• [Task brief] Every line below that holds the word "fresh" must be listed.

+++

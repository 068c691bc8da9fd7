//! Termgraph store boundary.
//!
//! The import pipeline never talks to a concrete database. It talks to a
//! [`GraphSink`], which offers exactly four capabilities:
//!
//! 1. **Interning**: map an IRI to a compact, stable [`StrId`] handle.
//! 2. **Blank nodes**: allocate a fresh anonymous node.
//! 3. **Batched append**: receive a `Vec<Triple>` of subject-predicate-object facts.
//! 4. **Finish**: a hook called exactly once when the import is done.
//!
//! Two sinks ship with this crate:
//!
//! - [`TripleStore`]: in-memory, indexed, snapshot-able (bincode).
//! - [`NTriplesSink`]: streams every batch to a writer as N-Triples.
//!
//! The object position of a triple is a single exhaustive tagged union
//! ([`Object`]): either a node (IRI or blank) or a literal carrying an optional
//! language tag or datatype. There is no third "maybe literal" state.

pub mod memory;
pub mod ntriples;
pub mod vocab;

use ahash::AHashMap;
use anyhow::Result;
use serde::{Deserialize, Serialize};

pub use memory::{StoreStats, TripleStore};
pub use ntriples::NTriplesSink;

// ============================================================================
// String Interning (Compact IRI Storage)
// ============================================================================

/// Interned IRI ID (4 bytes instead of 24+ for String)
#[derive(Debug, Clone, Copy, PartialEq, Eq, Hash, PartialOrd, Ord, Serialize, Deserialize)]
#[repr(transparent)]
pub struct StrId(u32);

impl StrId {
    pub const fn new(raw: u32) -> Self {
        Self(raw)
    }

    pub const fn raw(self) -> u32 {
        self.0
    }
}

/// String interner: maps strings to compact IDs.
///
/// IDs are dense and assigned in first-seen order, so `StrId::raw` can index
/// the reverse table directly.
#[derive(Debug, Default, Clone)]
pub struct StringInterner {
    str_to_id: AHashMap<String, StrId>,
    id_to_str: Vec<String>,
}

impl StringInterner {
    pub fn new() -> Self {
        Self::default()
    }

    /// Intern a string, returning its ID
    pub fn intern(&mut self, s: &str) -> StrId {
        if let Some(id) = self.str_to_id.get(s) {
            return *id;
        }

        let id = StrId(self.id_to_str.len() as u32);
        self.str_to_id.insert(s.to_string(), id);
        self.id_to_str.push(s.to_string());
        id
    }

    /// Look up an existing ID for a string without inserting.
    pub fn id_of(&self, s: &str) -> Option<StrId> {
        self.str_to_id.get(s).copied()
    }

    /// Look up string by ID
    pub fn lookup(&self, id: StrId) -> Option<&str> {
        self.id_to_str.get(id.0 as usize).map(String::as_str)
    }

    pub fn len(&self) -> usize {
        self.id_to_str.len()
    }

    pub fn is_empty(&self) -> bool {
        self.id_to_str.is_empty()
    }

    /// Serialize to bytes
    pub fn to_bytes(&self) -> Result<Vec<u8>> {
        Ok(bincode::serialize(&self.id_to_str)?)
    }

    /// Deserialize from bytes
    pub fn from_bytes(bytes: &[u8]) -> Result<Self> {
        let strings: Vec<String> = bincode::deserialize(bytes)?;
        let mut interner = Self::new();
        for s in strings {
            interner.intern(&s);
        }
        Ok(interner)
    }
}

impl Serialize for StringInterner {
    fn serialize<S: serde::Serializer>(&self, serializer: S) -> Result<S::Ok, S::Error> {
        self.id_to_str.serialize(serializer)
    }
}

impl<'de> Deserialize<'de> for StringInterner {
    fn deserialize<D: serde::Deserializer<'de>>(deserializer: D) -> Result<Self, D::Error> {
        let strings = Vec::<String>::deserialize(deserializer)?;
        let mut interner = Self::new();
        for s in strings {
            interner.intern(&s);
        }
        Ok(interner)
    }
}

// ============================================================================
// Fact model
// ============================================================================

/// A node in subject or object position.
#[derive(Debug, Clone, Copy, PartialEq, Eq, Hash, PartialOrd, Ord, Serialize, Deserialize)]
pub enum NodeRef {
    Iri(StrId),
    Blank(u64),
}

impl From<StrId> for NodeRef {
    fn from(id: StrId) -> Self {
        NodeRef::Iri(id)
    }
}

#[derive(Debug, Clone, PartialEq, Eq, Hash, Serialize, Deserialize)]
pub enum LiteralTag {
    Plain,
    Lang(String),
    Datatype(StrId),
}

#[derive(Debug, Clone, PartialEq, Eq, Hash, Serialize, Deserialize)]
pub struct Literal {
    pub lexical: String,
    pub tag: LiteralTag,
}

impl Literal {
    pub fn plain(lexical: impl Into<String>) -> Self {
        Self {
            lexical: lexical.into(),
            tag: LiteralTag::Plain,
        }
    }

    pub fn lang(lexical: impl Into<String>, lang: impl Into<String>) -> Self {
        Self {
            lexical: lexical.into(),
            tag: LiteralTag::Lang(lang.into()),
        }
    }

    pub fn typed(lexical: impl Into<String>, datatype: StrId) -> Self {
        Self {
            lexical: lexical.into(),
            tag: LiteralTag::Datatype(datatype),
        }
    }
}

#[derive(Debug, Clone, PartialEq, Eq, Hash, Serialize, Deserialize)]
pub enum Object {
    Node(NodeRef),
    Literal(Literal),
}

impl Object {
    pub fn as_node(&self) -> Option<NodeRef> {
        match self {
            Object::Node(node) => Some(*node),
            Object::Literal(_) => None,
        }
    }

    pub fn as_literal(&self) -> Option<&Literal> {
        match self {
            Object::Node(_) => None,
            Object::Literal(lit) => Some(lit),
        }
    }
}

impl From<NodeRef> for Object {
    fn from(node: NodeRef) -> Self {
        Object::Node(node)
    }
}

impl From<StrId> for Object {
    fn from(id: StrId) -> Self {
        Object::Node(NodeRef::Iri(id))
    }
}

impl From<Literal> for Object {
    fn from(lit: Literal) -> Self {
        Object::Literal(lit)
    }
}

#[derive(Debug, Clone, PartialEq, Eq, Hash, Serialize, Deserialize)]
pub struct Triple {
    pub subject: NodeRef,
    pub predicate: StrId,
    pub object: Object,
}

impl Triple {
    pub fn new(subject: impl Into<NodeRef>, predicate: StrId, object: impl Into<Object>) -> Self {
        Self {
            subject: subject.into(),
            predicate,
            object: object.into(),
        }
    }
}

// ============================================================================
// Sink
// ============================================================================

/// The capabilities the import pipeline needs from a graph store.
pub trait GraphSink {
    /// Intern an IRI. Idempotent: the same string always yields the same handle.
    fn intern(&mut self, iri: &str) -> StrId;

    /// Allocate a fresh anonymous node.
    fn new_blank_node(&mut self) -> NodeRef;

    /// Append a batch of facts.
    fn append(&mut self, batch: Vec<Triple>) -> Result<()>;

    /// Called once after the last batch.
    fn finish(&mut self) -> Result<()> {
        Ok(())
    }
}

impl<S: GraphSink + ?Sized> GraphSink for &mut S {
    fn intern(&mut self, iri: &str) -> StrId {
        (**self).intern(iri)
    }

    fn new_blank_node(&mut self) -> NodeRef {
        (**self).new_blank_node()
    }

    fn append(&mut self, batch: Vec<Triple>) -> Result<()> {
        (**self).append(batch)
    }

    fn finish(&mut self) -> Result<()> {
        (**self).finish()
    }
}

+++

• [Task result]
//! 2. **Blank nodes**: allocate a fresh anonymous node.
    /// Allocate a fresh anonymous node.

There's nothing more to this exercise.